Your task: Keep only the lines of the data below that contain "collections", and copy them.

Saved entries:
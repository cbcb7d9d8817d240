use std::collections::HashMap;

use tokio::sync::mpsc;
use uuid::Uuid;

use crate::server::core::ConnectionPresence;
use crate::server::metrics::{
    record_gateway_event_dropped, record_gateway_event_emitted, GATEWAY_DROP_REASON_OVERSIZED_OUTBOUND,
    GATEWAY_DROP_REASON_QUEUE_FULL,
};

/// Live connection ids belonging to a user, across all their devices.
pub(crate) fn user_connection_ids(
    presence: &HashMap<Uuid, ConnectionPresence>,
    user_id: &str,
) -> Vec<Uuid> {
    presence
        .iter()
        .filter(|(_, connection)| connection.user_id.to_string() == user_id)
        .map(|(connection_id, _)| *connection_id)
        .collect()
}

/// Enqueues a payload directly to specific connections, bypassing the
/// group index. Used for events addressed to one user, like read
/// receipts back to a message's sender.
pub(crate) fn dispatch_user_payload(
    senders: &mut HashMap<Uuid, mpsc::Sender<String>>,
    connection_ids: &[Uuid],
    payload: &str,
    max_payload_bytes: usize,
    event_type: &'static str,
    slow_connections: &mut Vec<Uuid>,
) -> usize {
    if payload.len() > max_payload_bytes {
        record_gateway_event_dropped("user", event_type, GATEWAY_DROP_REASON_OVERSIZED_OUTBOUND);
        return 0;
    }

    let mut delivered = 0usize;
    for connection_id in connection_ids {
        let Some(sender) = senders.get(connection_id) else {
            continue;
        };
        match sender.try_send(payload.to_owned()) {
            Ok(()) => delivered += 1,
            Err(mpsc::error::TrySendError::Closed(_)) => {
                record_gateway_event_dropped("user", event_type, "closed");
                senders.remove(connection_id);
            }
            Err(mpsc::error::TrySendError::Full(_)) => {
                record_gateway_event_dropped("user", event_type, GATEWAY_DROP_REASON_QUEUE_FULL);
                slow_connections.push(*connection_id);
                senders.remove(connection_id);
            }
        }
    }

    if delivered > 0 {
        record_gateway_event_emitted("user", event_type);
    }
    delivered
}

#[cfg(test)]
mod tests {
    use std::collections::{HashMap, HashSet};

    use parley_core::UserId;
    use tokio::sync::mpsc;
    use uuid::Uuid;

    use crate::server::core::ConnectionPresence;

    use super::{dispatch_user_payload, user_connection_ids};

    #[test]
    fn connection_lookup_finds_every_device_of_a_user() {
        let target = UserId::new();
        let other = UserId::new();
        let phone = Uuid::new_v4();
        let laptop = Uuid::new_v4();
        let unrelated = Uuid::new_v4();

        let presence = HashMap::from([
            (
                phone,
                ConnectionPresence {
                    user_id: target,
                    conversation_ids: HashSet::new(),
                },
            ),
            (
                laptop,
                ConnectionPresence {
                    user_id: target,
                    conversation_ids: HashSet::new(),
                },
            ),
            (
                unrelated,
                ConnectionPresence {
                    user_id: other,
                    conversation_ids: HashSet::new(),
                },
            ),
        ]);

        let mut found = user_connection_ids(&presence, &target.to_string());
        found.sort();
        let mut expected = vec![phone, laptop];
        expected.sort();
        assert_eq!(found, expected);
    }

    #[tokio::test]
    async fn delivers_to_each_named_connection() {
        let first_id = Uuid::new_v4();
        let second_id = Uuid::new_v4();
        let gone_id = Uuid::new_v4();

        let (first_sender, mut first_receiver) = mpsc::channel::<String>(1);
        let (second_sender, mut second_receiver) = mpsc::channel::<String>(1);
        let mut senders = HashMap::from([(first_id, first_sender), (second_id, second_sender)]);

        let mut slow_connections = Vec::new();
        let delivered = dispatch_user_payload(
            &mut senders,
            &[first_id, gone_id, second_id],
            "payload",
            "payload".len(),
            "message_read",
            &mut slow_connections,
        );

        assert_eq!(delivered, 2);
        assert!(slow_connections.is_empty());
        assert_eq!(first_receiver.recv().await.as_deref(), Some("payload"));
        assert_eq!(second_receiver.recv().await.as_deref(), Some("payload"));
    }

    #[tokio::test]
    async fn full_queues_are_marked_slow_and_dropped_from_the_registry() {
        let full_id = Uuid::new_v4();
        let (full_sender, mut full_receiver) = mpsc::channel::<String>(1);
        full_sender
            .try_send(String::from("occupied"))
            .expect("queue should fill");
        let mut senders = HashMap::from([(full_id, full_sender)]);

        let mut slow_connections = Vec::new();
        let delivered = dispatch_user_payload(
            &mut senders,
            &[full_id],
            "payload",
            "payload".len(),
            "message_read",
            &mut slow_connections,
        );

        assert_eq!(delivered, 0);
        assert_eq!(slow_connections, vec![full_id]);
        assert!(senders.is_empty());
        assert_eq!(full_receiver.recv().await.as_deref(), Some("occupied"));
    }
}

---

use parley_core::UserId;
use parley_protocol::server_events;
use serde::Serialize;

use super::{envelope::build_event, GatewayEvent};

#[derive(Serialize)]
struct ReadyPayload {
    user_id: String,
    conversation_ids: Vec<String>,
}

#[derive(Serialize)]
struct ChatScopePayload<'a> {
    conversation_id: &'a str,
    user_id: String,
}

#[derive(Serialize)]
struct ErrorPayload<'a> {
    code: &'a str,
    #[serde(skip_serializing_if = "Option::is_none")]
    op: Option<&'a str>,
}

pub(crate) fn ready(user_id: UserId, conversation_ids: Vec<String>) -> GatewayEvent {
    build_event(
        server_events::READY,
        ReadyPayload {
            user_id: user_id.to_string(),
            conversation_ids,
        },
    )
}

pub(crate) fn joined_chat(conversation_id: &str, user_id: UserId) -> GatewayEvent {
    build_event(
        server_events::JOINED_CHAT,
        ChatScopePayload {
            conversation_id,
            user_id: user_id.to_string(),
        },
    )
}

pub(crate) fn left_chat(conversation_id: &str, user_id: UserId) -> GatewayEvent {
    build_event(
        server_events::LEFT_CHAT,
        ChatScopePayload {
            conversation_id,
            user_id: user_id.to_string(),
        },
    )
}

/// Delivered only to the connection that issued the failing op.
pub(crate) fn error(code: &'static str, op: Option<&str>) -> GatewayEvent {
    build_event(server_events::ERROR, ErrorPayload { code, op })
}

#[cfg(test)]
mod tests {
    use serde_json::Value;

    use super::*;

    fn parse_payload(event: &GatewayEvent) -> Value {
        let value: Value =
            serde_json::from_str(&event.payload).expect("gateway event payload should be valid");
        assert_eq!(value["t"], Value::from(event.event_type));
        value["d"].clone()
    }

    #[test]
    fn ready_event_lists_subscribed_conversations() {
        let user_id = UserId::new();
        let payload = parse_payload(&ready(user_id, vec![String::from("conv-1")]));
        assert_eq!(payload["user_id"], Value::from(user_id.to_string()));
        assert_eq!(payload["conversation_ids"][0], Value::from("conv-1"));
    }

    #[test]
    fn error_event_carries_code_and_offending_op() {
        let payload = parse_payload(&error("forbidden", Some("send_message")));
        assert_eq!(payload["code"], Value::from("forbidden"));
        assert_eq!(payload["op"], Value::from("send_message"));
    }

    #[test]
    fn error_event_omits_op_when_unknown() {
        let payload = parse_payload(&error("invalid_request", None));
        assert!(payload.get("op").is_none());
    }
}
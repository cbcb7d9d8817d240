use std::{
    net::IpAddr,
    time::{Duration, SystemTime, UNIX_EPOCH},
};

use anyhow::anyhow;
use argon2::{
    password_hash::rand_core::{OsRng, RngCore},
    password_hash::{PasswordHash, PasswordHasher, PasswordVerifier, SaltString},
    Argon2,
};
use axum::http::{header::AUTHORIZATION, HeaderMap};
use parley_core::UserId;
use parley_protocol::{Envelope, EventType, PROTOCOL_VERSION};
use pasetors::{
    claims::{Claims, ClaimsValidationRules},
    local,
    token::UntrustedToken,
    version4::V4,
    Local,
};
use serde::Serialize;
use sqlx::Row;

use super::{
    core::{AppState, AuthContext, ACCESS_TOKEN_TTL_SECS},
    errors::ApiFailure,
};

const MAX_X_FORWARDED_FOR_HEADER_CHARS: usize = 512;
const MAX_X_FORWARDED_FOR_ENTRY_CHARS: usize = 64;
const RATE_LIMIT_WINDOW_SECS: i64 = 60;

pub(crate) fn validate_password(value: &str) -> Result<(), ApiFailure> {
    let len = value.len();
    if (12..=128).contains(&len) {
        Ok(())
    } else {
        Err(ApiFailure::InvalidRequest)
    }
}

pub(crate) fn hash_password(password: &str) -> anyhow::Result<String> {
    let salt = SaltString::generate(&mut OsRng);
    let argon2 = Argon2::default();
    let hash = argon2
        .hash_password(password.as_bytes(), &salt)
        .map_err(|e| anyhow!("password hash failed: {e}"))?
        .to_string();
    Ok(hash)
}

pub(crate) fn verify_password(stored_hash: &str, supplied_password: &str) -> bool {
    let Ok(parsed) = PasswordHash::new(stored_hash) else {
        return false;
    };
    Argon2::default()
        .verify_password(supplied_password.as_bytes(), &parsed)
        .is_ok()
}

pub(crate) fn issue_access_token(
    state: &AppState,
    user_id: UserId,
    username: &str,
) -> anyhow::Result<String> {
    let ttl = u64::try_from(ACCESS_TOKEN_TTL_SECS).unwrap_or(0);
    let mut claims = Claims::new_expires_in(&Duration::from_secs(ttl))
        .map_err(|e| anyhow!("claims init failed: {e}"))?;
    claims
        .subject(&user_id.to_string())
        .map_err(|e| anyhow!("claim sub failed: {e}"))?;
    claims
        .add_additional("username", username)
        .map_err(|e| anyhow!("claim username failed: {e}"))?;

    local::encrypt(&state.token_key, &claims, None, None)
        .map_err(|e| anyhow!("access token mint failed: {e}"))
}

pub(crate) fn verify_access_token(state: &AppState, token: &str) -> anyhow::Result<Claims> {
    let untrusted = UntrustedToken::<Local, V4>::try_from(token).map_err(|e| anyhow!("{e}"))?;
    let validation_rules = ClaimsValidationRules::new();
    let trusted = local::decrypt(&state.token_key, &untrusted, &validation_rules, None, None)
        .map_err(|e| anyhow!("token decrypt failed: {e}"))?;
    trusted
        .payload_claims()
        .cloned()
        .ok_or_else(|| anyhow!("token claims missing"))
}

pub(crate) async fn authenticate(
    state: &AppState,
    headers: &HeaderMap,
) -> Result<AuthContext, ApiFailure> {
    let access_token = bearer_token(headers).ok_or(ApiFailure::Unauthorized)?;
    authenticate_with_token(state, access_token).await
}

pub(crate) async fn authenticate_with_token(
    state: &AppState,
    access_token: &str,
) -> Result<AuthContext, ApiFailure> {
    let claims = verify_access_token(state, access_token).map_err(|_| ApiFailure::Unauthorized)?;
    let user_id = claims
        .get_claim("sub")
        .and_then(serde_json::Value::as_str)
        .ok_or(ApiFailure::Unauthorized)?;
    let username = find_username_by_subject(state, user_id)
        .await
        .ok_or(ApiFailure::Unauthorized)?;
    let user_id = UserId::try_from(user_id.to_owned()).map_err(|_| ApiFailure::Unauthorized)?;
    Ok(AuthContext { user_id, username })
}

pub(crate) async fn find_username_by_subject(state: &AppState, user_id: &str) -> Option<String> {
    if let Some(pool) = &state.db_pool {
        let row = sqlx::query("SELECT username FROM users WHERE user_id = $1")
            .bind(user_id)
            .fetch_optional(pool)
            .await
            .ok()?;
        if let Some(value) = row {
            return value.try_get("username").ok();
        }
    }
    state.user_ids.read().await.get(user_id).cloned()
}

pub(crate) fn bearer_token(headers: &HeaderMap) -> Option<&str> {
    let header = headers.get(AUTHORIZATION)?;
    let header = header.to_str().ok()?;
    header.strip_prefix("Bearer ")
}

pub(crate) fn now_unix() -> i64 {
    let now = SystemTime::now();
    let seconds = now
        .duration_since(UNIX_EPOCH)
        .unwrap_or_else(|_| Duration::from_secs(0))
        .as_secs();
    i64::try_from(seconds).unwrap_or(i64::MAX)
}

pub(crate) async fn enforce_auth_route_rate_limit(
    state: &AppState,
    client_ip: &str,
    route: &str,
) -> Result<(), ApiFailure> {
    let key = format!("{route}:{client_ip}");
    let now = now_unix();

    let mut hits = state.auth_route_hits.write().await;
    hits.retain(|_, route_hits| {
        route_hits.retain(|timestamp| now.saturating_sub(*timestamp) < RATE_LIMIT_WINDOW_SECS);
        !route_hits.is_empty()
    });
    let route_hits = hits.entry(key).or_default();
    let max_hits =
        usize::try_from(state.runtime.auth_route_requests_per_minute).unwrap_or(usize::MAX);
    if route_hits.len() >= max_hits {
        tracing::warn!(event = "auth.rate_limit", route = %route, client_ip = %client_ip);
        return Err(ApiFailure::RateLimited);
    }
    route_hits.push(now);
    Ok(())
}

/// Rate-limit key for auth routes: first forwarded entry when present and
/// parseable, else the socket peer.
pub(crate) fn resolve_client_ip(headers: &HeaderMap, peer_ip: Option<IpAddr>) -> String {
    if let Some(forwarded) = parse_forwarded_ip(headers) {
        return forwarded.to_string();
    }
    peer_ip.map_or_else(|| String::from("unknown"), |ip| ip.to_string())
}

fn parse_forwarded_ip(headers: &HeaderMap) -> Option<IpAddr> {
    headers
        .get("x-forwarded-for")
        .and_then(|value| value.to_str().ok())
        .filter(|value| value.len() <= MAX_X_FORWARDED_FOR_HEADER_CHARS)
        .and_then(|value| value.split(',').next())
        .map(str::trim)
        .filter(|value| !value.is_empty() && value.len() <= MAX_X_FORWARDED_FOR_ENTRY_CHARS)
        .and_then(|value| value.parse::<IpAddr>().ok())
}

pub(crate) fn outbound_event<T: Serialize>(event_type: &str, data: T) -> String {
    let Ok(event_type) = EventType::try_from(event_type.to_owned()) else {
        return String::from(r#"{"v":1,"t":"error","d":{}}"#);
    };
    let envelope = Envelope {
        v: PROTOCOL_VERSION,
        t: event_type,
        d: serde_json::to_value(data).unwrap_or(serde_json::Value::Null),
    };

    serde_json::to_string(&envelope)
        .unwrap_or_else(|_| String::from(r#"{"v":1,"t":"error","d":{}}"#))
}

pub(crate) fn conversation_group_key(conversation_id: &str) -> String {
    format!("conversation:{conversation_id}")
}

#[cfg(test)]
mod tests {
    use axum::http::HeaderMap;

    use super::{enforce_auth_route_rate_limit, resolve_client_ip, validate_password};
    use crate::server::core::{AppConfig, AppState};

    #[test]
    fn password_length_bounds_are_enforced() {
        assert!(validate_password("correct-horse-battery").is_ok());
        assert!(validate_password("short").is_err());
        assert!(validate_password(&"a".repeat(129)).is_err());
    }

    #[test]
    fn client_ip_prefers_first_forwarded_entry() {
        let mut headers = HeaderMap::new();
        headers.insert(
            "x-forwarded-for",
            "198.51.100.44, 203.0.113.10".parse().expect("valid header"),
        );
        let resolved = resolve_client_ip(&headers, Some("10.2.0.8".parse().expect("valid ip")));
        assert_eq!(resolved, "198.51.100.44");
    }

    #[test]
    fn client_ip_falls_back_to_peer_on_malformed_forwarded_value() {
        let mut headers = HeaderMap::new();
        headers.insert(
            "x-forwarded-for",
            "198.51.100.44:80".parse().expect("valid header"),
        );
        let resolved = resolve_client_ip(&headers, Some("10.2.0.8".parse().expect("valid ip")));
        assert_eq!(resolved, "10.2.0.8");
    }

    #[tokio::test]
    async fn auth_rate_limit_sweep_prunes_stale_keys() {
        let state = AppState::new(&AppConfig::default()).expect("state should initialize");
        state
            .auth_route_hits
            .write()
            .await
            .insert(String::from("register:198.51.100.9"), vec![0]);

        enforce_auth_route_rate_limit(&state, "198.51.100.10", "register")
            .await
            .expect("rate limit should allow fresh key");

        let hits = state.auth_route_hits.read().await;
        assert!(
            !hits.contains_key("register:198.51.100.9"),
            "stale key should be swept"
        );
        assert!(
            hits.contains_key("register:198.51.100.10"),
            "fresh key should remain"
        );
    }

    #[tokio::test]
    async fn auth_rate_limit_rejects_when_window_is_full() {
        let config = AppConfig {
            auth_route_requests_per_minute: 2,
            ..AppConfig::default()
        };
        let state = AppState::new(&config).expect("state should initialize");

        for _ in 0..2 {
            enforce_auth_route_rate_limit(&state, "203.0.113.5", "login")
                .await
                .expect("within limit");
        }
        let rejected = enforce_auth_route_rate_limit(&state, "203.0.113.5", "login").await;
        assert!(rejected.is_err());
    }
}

--

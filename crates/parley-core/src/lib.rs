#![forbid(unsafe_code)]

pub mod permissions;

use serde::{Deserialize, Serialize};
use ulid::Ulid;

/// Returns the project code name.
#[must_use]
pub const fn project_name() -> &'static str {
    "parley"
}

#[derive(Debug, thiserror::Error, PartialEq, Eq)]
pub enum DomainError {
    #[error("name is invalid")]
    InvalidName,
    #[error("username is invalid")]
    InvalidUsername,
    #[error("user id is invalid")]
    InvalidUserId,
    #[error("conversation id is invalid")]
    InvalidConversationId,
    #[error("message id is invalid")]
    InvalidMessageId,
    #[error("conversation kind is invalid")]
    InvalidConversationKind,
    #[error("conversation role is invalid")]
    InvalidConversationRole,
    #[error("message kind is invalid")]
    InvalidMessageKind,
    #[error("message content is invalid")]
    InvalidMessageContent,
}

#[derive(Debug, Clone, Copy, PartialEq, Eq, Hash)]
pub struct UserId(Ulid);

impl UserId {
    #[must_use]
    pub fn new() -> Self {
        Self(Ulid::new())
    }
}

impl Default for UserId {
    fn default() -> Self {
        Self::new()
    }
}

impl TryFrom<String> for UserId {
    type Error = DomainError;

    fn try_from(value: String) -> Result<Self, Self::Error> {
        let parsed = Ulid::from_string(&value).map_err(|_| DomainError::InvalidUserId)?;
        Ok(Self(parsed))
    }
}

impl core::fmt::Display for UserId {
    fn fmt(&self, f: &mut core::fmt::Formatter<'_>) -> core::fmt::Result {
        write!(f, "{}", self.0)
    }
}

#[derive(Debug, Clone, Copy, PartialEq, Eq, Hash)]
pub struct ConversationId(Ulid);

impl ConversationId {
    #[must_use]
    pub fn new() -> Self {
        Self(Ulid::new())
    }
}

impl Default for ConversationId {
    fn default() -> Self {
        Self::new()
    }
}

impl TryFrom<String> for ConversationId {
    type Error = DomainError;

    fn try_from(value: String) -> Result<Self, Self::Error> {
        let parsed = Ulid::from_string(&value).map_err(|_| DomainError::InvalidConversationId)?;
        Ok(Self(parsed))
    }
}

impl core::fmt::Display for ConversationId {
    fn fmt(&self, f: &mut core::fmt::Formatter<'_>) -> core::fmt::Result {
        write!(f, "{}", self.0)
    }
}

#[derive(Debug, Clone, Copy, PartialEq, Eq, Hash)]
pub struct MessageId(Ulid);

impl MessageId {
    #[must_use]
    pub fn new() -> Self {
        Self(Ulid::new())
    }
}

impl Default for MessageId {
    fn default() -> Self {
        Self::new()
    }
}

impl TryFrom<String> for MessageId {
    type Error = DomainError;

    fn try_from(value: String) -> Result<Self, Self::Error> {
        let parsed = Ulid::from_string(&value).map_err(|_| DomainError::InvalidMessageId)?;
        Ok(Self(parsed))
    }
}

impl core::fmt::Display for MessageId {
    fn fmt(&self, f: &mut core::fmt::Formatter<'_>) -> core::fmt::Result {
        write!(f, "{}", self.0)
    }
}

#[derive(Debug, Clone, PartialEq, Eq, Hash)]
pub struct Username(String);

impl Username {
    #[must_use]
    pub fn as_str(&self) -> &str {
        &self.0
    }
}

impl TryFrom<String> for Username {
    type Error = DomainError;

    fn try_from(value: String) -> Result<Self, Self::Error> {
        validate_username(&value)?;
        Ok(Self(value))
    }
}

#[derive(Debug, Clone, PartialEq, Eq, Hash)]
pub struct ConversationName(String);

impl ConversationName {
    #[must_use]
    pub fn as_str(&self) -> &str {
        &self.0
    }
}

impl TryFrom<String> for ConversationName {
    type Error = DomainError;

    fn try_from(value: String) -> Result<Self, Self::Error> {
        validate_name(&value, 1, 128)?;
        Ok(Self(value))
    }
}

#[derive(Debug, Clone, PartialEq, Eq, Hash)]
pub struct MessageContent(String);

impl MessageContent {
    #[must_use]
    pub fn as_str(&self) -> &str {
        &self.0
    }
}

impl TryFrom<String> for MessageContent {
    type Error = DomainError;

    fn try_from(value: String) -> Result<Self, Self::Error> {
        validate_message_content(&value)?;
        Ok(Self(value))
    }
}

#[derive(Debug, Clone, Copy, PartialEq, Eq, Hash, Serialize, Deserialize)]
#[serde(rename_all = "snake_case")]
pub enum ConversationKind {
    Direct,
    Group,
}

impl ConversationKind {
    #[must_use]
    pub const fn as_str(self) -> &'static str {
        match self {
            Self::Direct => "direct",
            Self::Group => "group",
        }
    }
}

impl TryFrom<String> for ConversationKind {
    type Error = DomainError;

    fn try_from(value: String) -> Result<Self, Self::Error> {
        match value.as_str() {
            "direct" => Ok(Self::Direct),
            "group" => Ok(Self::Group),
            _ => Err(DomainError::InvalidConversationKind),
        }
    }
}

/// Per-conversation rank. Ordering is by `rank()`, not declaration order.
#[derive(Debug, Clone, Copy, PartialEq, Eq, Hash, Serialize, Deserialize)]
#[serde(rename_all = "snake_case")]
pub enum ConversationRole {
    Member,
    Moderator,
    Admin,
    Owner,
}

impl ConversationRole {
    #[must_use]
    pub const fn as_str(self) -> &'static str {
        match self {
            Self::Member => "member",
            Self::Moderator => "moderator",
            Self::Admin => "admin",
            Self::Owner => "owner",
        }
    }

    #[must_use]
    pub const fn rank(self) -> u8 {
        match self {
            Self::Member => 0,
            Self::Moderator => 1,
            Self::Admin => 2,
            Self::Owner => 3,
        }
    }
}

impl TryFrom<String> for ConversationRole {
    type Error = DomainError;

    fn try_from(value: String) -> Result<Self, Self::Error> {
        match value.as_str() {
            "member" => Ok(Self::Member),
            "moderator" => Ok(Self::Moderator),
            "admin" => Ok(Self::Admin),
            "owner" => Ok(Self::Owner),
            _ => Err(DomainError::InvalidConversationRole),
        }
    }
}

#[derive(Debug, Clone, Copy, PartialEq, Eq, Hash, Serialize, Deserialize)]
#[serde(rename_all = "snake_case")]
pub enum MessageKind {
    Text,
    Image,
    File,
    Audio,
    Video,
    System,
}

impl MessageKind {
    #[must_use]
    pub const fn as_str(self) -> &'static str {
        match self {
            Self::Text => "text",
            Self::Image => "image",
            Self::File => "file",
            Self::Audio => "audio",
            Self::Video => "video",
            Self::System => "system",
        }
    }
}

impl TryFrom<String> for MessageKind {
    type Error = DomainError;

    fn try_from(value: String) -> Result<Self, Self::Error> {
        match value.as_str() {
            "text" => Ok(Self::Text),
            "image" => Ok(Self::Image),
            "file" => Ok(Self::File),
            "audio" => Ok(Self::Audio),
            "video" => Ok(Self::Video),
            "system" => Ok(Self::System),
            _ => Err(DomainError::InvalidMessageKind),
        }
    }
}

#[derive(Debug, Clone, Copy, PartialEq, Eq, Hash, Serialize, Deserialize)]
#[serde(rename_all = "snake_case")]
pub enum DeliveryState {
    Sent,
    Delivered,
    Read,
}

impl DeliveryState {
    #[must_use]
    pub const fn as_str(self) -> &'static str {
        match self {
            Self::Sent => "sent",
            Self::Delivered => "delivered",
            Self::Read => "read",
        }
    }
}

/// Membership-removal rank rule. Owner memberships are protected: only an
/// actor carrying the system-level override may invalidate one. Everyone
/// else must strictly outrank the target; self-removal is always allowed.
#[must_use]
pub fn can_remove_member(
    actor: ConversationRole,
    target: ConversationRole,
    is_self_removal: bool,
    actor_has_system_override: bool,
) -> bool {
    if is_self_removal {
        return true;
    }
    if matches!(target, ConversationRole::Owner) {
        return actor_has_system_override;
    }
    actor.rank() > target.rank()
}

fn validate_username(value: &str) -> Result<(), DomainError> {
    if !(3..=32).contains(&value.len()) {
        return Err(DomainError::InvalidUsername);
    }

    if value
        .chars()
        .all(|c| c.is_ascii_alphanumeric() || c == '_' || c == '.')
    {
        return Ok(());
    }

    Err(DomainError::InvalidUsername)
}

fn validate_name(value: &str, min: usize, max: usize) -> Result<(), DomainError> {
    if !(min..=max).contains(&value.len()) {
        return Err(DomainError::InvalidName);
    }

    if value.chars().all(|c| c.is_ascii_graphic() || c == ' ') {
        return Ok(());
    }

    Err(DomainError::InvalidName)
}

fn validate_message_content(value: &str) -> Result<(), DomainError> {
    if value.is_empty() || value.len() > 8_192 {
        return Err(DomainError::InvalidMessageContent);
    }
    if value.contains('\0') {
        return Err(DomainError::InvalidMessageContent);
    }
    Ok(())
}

Written reply:
use std::collections::HashMap;
    use std::collections::{HashMap, HashSet};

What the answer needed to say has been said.